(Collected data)
// Borrowing from the input (`'de`) is not supported, strings are always owned
impl<'de, R: TokenReader> Deserializer<'de> for &mut TokenReaderDeserializer<'_, R> {
    type Error = DeserializerError;

    fn deserialize_any<V: Visitor<'de>>(self, visitor: V) -> Result<V::Value, Self::Error> {
        let token_type = self.peek()?;
        match token_type {
            TokenType::StartArray => return self.deserialize_seq(visitor),
            TokenType::StartObject => return self.deserialize_map(visitor),
            _ => {}
        }

        self.consume();
        match (token_type, self.reader.value()) {
            (TokenType::String, Some(TokenValue::String(s))) => visitor.visit_string(s.clone()),
            (TokenType::Integer, Some(TokenValue::Integer(i))) => visitor.visit_i64(*i),
            (TokenType::Float, Some(TokenValue::Float(f))) => visitor.visit_f64(*f),
            (TokenType::Boolean, Some(TokenValue::Boolean(b))) => visitor.visit_bool(*b),
            (TokenType::Null | TokenType::Undefined, _) => visitor.visit_unit(),
            (TokenType::Date, Some(TokenValue::DateTime(date))) => {
                visitor.visit_string(date.to_rfc3339())
            }
            (TokenType::Date, Some(TokenValue::Integer(millis))) => visitor.visit_i64(*millis),
            (TokenType::Bytes, Some(value)) => match value.to_bytes() {
                Some(bytes) => visitor.visit_byte_buf(bytes),
                None => Err(ReaderError::invalid_value("Bytes token has no bytes value").into()),
            },
            (actual, _) => Err(ReaderError::unexpected_token("value", actual).into()),
        }
    }

    fn deserialize_bool<V: Visitor<'de>>(self, visitor: V) -> Result<V::Value, Self::Error> {
        let value = self.read_with(&BOOLEAN_CONVERTER, &visitor)?;
        visitor.visit_bool(value)
    }

    // All integer types go through int64, which also accepts native Int32 and Int64 values
    deserialize_from_int64! {
        deserialize_i8 => visit_i8,
        deserialize_i16 => visit_i16,
        deserialize_i32 => visit_i32,
        deserialize_i64 => visit_i64,
        deserialize_i128 => visit_i128,
        deserialize_u8 => visit_u8,
        deserialize_u16 => visit_u16,
        deserialize_u32 => visit_u32,
        deserialize_u64 => visit_u64,
        deserialize_u128 => visit_u128,
    }

    fn deserialize_f32<V: Visitor<'de>>(self, visitor: V) -> Result<V::Value, Self::Error> {
        let value = self.read_with(&DOUBLE_CONVERTER, &visitor)?;
        visitor.visit_f32(value as f32)
    }

    fn deserialize_f64<V: Visitor<'de>>(self, visitor: V) -> Result<V::Value, Self::Error> {
        let value = self.read_with(&DOUBLE_CONVERTER, &visitor)?;
        visitor.visit_f64(value)
    }

    fn deserialize_char<V: Visitor<'de>>(self, visitor: V) -> Result<V::Value, Self::Error> {
        self.deserialize_string(visitor)
    }

    // Only String tokens; dates and the code of native JavaScript values are not coerced

    fn deserialize_str<V: Visitor<'de>>(self, visitor: V) -> Result<V::Value, Self::Error> {
        let value = self.read_string(&visitor)?;
        visitor.visit_str(&value)
    }

    fn deserialize_string<V: Visitor<'de>>(self, visitor: V) -> Result<V::Value, Self::Error> {
        let value = self.read_string(&visitor)?;
        visitor.visit_string(value)
    }

    fn deserialize_bytes<V: Visitor<'de>>(self, visitor: V) -> Result<V::Value, Self::Error> {
        self.deserialize_byte_buf(visitor)
    }

    /// Strings are passed as their UTF-8 bytes and arrays element by element. Everything else
    /// is read as binary data: Bytes tokens, native binary values and `$binary` objects.
    fn deserialize_byte_buf<V: Visitor<'de>>(self, visitor: V) -> Result<V::Value, Self::Error> {
        match self.peek()? {
            TokenType::String => {
                let value = self.read_string(&visitor)?;
                visitor.visit_byte_buf(value.into_bytes())
            }
            TokenType::StartArray => self.deserialize_seq(visitor),
            _ => {
                let value = self.read_with(&BINARY_DATA_CONVERTER, &visitor)?;
                visitor.visit_byte_buf(value.bytes)
            }
        }
    }

    /// Null is `None`; Undefined is not, so that `Option<Undefined>` keeps it
    fn deserialize_option<V: Visitor<'de>>(self, visitor: V) -> Result<V::Value, Self::Error> {
        match self.peek()? {
            TokenType::Null => {
                self.consume();
                visitor.visit_none()
            }
            _ => visitor.visit_some(self),
        }
    }

    fn deserialize_unit<V: Visitor<'de>>(self, visitor: V) -> Result<V::Value, Self::Error> {
        match self.peek()? {
            TokenType::Null => {
                self.consume();
                visitor.visit_unit()
            }
            actual => Err(unexpected_token_type(actual, &visitor)),
        }
    }

    fn deserialize_unit_struct<V: Visitor<'de>>(
        self,
        _name: &'static str,
        visitor: V,
    ) -> Result<V::Value, Self::Error> {
        self.deserialize_unit(visitor)
    }

    /// The native types announce themselves with a reserved newtype name; their whole value
    /// is then read with the converters, keeping native values of the reader intact
    fn deserialize_newtype_struct<V: Visitor<'de>>(
        self,
        name: &'static str,
        visitor: V,
    ) -> Result<V::Value, Self::Error> {
        if name == NATIVE_VALUE_NEWTYPE {
            return self.deserialize_native(visitor);
        }
        visitor.visit_newtype_struct(self)
    }

    fn deserialize_seq<V: Visitor<'de>>(self, visitor: V) -> Result<V::Value, Self::Error> {
        self.deserialize_array(visitor, None)
    }

    fn deserialize_tuple<V: Visitor<'de>>(
        self,
        len: usize,
        visitor: V,
    ) -> Result<V::Value, Self::Error> {
        self.deserialize_array(visitor, Some(len))
    }

    fn deserialize_tuple_struct<V: Visitor<'de>>(
        self,
        _name: &'static str,
        len: usize,
        visitor: V,
    ) -> Result<V::Value, Self::Error> {
        self.deserialize_array(visitor, Some(len))
    }

    /// Objects only, duplicate names are passed on as they are. Extended objects arrive
    /// here as plain maps.
    fn deserialize_map<V: Visitor<'de>>(self, visitor: V) -> Result<V::Value, Self::Error> {
        match self.peek()? {
            TokenType::StartObject => self.enter()?,
            actual => return Err(unexpected_token_type(actual, &visitor)),
        }
        let mut members = ObjectAccess {
            de: self,
            expects_value: false,
        };
        let value = visitor.visit_map(&mut members)?;
        if members.expects_value {
            panic!("Incorrect deserializer usage: Value of the last map entry was not read");
        }
        self.leave(TokenType::EndObject)?;
        Ok(value)
    }

    /// Structs are accepted as object or, with fields in declaration order, as array
    fn deserialize_struct<V: Visitor<'de>>(
        self,
        _name: &'static str,
        _fields: &'static [&'static str],
        visitor: V,
    ) -> Result<V::Value, Self::Error> {
        match self.peek()? {
            TokenType::StartArray => self.deserialize_seq(visitor),
            TokenType::StartObject => self.deserialize_map(visitor),
            actual => Err(unexpected_token_type(actual, &visitor)),
        }
    }

    /// A unit variant is its name as String token, every other variant an object with the
    /// variant name as only property
    fn deserialize_enum<V: Visitor<'de>>(
        self,
        _name: &'static str,
        _variants: &'static [&'static str],
        visitor: V,
    ) -> Result<V::Value, Self::Error> {
        match self.peek()? {
            TokenType::StartObject => {
                self.enter()?;
                let mut variant = ObjectVariant {
                    de: self,
                    value_read: false,
                };
                let value = visitor.visit_enum(&mut variant)?;
                if !variant.value_read {
                    panic!("Incorrect deserializer usage: Variant value was not read");
                }
                self.leave(TokenType::EndObject)?;
                Ok(value)
            }
            TokenType::String => {
                let mut variant = NameOnlyVariant {
                    de: self,
                    value_read: false,
                };
                let value = visitor.visit_enum(&mut variant)?;
                if !variant.value_read {
                    panic!("Incorrect deserializer usage: Variant value was not read");
                }
                Ok(value)
            }
            actual => Err(unexpected_token_type(actual, &visitor)),
        }
    }

    fn deserialize_identifier<V: Visitor<'de>>(self, visitor: V) -> Result<V::Value, Self::Error> {
        self.deserialize_str(visitor)
    }

    fn deserialize_ignored_any<V: Visitor<'de>>(self, visitor: V) -> Result<V::Value, Self::Error> {
        self.peek()?;
        self.reader.skip()?;
        self.consume();
        visitor.visit_unit()
    }
}

/// Elements of an array, optionally with a fixed length for tuples
#[derive(Debug)]
struct ArrayAccess<'s, 'a, R: TokenReader> {
    de: &'s mut TokenReaderDeserializer<'a, R>,
    expected_len: Option<usize>,
    len: usize,
}

impl<'de, R: TokenReader> serde::de::SeqAccess<'de> for &mut ArrayAccess<'_, '_, R> {
    type Error = DeserializerError;

    fn next_element_seed<T: DeserializeSeed<'de>>(
        &mut self,
        seed: T,
    ) -> Result<Option<T::Value>, Self::Error> {
        if self.de.peek()? == TokenType::EndArray {
            return Ok(None);
        }
        self.len += 1;
        match self.expected_len {
            Some(expected_len) if self.len > expected_len => Err(
                DeserializerError::invalid_length(
                    self.len,
                    &format!("array of length {expected_len}").as_str(),
                ),
            ),
            _ => seed.deserialize(&mut *self.de).map(Some),
        }
    }
}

▶ **PROBLEM TO SOLVE**
Find the string "EndObject" in the records, then copy each line where it occurs.

▶ **OUTPUT**
        self.leave(TokenType::EndObject)?;
                self.leave(TokenType::EndObject)?;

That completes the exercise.